━━━━━ Provided records ━━━━━

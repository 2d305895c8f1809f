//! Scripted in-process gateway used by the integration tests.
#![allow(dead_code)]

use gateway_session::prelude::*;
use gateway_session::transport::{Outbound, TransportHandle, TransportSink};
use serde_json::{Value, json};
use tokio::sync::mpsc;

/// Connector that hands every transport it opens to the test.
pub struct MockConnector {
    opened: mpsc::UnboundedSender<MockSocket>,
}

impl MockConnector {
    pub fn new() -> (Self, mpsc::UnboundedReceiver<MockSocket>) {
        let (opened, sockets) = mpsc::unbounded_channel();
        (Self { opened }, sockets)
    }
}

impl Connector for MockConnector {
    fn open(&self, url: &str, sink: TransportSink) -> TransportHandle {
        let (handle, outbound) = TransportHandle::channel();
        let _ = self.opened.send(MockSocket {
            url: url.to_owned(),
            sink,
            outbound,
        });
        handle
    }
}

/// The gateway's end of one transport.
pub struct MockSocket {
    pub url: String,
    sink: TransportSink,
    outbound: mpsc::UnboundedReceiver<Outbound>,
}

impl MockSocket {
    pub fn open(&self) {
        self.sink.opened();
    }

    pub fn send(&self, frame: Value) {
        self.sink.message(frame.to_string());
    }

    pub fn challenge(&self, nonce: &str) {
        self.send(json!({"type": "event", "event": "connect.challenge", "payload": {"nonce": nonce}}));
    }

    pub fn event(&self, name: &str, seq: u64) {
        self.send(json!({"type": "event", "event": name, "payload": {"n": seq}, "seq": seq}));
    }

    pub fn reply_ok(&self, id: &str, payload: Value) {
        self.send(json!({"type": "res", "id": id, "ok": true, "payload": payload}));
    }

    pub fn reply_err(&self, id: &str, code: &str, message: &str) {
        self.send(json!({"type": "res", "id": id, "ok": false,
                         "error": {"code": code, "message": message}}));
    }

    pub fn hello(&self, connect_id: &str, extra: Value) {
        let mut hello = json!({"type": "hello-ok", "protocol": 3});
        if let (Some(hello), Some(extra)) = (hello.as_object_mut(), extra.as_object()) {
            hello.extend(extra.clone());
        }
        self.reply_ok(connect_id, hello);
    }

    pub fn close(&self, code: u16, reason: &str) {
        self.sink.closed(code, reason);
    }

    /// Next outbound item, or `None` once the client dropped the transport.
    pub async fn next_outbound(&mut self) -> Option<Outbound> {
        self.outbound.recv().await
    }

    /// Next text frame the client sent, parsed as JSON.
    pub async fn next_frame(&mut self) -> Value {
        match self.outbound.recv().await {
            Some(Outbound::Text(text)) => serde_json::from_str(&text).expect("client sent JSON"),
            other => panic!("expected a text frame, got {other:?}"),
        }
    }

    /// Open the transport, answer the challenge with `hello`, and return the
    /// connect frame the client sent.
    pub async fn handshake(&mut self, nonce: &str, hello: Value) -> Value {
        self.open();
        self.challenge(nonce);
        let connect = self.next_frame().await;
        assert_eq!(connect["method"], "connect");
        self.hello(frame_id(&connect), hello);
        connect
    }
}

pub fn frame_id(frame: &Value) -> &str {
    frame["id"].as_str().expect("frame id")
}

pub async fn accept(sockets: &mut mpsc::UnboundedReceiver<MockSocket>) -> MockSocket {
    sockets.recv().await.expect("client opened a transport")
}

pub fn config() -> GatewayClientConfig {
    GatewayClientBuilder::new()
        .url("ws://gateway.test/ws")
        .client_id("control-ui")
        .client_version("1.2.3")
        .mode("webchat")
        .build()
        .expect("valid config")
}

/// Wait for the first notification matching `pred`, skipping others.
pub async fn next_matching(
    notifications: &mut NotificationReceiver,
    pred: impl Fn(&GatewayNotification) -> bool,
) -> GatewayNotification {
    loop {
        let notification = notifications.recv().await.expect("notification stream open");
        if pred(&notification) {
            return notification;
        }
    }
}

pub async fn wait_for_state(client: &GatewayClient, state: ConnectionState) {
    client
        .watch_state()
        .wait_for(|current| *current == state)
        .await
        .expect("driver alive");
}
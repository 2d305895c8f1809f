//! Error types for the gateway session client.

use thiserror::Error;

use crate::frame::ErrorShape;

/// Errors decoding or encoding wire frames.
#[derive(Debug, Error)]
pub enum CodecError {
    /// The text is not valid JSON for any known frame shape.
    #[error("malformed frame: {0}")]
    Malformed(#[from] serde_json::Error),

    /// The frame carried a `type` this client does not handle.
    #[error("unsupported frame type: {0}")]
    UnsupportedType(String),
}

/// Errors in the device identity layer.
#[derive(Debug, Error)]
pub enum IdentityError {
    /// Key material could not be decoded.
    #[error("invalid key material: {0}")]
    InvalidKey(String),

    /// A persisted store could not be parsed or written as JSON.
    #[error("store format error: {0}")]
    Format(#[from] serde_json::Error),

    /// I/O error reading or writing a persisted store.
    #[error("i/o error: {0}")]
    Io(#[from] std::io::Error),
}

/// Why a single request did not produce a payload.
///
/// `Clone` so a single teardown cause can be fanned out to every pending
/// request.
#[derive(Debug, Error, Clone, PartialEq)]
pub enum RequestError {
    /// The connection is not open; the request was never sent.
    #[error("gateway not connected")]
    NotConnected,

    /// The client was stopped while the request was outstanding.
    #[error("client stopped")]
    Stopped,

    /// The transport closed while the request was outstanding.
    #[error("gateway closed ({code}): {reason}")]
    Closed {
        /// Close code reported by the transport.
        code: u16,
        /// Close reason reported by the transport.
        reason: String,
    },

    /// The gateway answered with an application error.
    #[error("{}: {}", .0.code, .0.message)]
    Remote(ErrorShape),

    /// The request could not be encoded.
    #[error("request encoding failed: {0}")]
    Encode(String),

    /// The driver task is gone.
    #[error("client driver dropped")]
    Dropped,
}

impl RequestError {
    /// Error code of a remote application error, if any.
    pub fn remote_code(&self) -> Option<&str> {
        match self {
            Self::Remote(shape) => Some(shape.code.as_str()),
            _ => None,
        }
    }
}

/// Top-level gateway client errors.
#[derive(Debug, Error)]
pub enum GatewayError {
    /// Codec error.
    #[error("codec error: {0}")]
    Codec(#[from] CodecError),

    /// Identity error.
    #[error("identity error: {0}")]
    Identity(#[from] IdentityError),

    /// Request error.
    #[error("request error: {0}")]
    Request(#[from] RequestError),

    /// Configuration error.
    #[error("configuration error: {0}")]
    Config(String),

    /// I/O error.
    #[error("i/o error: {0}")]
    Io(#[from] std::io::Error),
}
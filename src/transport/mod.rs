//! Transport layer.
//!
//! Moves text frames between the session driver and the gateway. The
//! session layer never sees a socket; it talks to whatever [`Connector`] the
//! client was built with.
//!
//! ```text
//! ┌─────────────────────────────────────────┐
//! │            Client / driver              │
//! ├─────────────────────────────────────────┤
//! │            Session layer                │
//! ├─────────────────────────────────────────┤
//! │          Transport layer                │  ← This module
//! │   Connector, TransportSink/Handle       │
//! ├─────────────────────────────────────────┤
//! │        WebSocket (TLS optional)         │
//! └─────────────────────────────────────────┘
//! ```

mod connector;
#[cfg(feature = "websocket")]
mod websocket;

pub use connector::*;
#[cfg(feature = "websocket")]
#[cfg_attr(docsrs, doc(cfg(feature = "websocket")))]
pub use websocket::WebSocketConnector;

━━━━━

## Prompt
Reply with one number only, the count of lines above that hold the string "hello".

## Your response
8